In a world that spins on endless argument, apology and debate, it’s ironic that so little is known about the man who made the term ‘Socratic Dialogue’ official. Plato lived in approximately the fifth and fourth century B.C. in a time of oral storytelling, so there are a thousand theories on how he was named, what he believed in, who he made love to and how he died. Looking at his life, one thing’s clear: he’s the perfect precursor to today’s millennials. Here’s how.
The original slasher
Like today’s millennials, he struggled to find his true calling.
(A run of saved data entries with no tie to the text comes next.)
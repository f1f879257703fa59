use crate::store::StoreError;

/// Domain errors raised by the services.
///
/// Variants carry fixed, user-facing messages. Mapping to transport status
/// codes is the job of the boundary layer, not of this type.
#[derive(Debug, thiserror::Error)]
pub enum CoreError {
    #[error("Company id not found")]
    CompanyNotFound,

    #[error("Employee id not found")]
    EmployeeNotFound,

    #[error("Employee must be 18-65 years old")]
    EmployeeCreate,

    #[error("Validation failed: {0}")]
    Validation(String),

    /// A create named an id that is already taken.
    #[error("Conflict: {0}")]
    Conflict(String),

    #[error("Store error: {0}")]
    Store(#[source] StoreError),
}

impl From<StoreError> for CoreError {
    fn from(err: StoreError) -> Self {
        CoreError::Store(err)
    }
}

/// Convenience alias for service return values.
pub type CoreResult<T> = Result<T, CoreError>;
Born into political aristocracy, Aristocles was nicknamed ‘Plato’, meaning ‘broad’. He was first a wrestler: six-pack abs and a chiseled face, short hair, a Bandholz beard and a tall, stately stance.
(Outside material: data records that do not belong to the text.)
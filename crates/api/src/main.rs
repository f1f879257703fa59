use std::net::SocketAddr;

use tracing_subscriber::{layer::SubscriberExt, util::SubscriberInitExt};

use staffing_api::config::ServerConfig;
use staffing_api::router::build_app_router;
use staffing_api::state::AppState;

#[tokio::main]
async fn main() {
    dotenvy::dotenv().ok();

    // --- Tracing ---
    tracing_subscriber::registry()
        .with(
            tracing_subscriber::EnvFilter::try_from_default_env()
                .unwrap_or_else(|_| "staffing_api=debug,staffing_core=info,tower_http=debug".into()),
        )
        .with(tracing_subscriber::fmt::layer())
        .init();

    // --- Configuration ---
    let config = ServerConfig::from_env();
    tracing::info!(host = %config.host, port = %config.port, "Loaded server configuration");

    // --- Store ---
    let state = match config.database_url.as_deref() {
        Some(database_url) => {
            let pool = staffing_db::create_pool(database_url, config.db_max_connections)
                .await
                .expect("Failed to connect to database");
            tracing::info!("Database connection pool created");

            staffing_db::health_check(&pool)
                .await
                .expect("Database health check failed");
            tracing::info!("Database health check passed");

            staffing_db::run_migrations(&pool)
                .await
                .expect("Failed to run database migrations");
            tracing::info!("Database migrations applied");

            AppState::with_pool(pool, config.clone())
        }
        None => {
            tracing::warn!("DATABASE_URL not set, using in-memory store (data is not persisted)");
            AppState::in_memory(config.clone())
        }
    };

    // --- Router ---
    let app = build_app_router(state, &config);

    // --- Start server ---
    let addr = SocketAddr::new(
        config.host.parse().expect("Invalid HOST address"),
        config.port,
    );
    tracing::info!(%addr, "Starting server");

    let listener = tokio::net::TcpListener::bind(addr)
        .await
        .expect("Failed to bind to address");

    axum::serve(listener, app)
        .with_graceful_shutdown(shutdown_signal())
        .await
        .expect("Server error");

    tracing::info!("Graceful shutdown complete");
}

/// Wait for a termination signal to initiate graceful shutdown.
///
/// Handles both SIGINT (Ctrl-C) and SIGTERM (on Unix).
async fn shutdown_signal() {
    let ctrl_c = async {
        tokio::signal::ctrl_c()
            .await
            .expect("Failed to install Ctrl-C handler");
    };

    #[cfg(unix)]
    let terminate = async {
        tokio::signal::unix::signal(tokio::signal::unix::SignalKind::terminate())
            .expect("Failed to install SIGTERM handler")
            .recv()
            .await;
    };

    #[cfg(not(unix))]
    let terminate = std::future::pending::<()>();

    tokio::select! {
        () = ctrl_c => {
            tracing::info!("Received SIGINT (Ctrl-C), starting graceful shutdown");
        }
        () = terminate => {
            tracing::info!("Received SIGTERM, starting graceful shutdown");
        }
    }
}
He then joined the army to fight Sparta, and returned dejected when they lost. It was after this that he met Socrates, and appreciated his method of back and forth conversation and turned to the path of philosophy, basically spending his days in thought, in the sun. When Socrates was hanged, he wrote his most famous text, The Republic, in which a nation is comprised of three tiers, the lowest being lovers of money, in between, the lovers of honor and the greatest, the lovers of wisdom. A charming narcissist, he ranked himself in the later.
Seeking the good life
Though it is rumored that Plato never laughed out loud, all 45 or so of his works essentially explore a single question: “What is a good life?” His dialogues have become Philosophy’s staples, most famously the Allegory of the Cave, in which only the philosopher—harnessing what we now call mindfulness—can see reality outside of the prison of a cave of dancing shadows, in the light where the perfect version of everything, Forms, exist. Also widely read is The Symposium, in which seven men try to define Love. In Phaedrus, Plato tells us—through his character, Socrates—that we should not write, as it makes our memory lazy. In Parmenides, he tries to define the One and concludes that it cannot be one thing. Think: a fifth century group chat in the heat of an American presidential primary.
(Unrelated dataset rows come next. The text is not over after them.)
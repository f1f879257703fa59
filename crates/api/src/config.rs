/// Server configuration loaded from environment variables.
///
/// All fields have sensible defaults suitable for local development.
/// In production, override via environment variables.
#[derive(Debug, Clone)]
pub struct ServerConfig {
    /// Bind address (default: `0.0.0.0`).
    pub host: String,
    /// Bind port (default: `3000`).
    pub port: u16,
    /// Allowed CORS origins, parsed from comma-separated `CORS_ORIGINS` env var.
    pub cors_origins: Vec<String>,
    /// HTTP request timeout in seconds (default: `30`).
    pub request_timeout_secs: u64,
    /// PostgreSQL connection string. When unset the server runs on the
    /// in-memory store.
    pub database_url: Option<String>,
    /// Pool size for the PostgreSQL connection pool (default: `20`).
    pub db_max_connections: u32,
}

impl ServerConfig {
    /// Load configuration from environment variables with defaults.
    ///
    /// | Env Var                | Default                    |
    /// |------------------------|----------------------------|
    /// | `HOST`                 | `0.0.0.0`                  |
    /// | `PORT`                 | `3000`                     |
    /// | `CORS_ORIGINS`         | `http://localhost:5173`    |
    /// | `REQUEST_TIMEOUT_SECS` | `30`                       |
    /// | `DATABASE_URL`         | unset (in-memory store)    |
    /// | `DB_MAX_CONNECTIONS`   | `20`                       |
    pub fn from_env() -> Self {
        let host = std::env::var("HOST").unwrap_or_else(|_| "0.0.0.0".into());

        let port: u16 = std::env::var("PORT")
            .unwrap_or_else(|_| "3000".into())
            .parse()
            .expect("PORT must be a valid u16");

        let cors_origins = parse_origins(
            &std::env::var("CORS_ORIGINS").unwrap_or_else(|_| "http://localhost:5173".into()),
        );

        let request_timeout_secs: u64 = std::env::var("REQUEST_TIMEOUT_SECS")
            .unwrap_or_else(|_| "30".into())
            .parse()
            .expect("REQUEST_TIMEOUT_SECS must be a valid u64");

        let database_url = std::env::var("DATABASE_URL")
            .ok()
            .filter(|url| !url.trim().is_empty());

        let db_max_connections: u32 = std::env::var("DB_MAX_CONNECTIONS")
            .unwrap_or_else(|_| "20".into())
            .parse()
            .expect("DB_MAX_CONNECTIONS must be a valid u32");

        Self {
            host,
            port,
            cors_origins,
            request_timeout_secs,
            database_url,
            db_max_connections,
        }
    }
}

/// Split a comma-separated origin list, dropping blanks.
fn parse_origins(raw: &str) -> Vec<String> {
    raw.split(',')
        .map(|s| s.trim().to_string())
        .filter(|s| !s.is_empty())
        .collect()
}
Thoughts fuelled by sex and alcohol
Plato was a heavy wine drinker: almost every dialogue is interrupted for refills and continues drunkenly into the wee hours of the night.
Plato is that friend that consoles the rest of the crew having a meltdown at the bar, and urges them to quit their jobs and think about the ultimately unattainable pursuit of what they love.
Plato never married but was poly-amorous and pan-sexual: he slept with younger boys—pedophilia was yet to be diagnosed and he thought of them as muses—and older men and also women. He believed everybody is inherently pan-sexual. He was post-feminist, not subscribing to gender binaries, as displayed in his description of humans as originally androgynous, and having been split in two as a punishment for angering ‘the gods’ (let’s call it the government).
Social media has plenty to thank him for
Plato gave us the dialogue and the Socratic method of egalitarian discussion, without the need for definite opinion and answers. You could say he is the root of Facebook and Twitter, a modern day platform for anyone’s speech, much like the Greek agora, where folks assembled for discussion. And on the side, he’d probably advertise his own academy, letting his white drape slip slightly, just revealing a bit of that broad.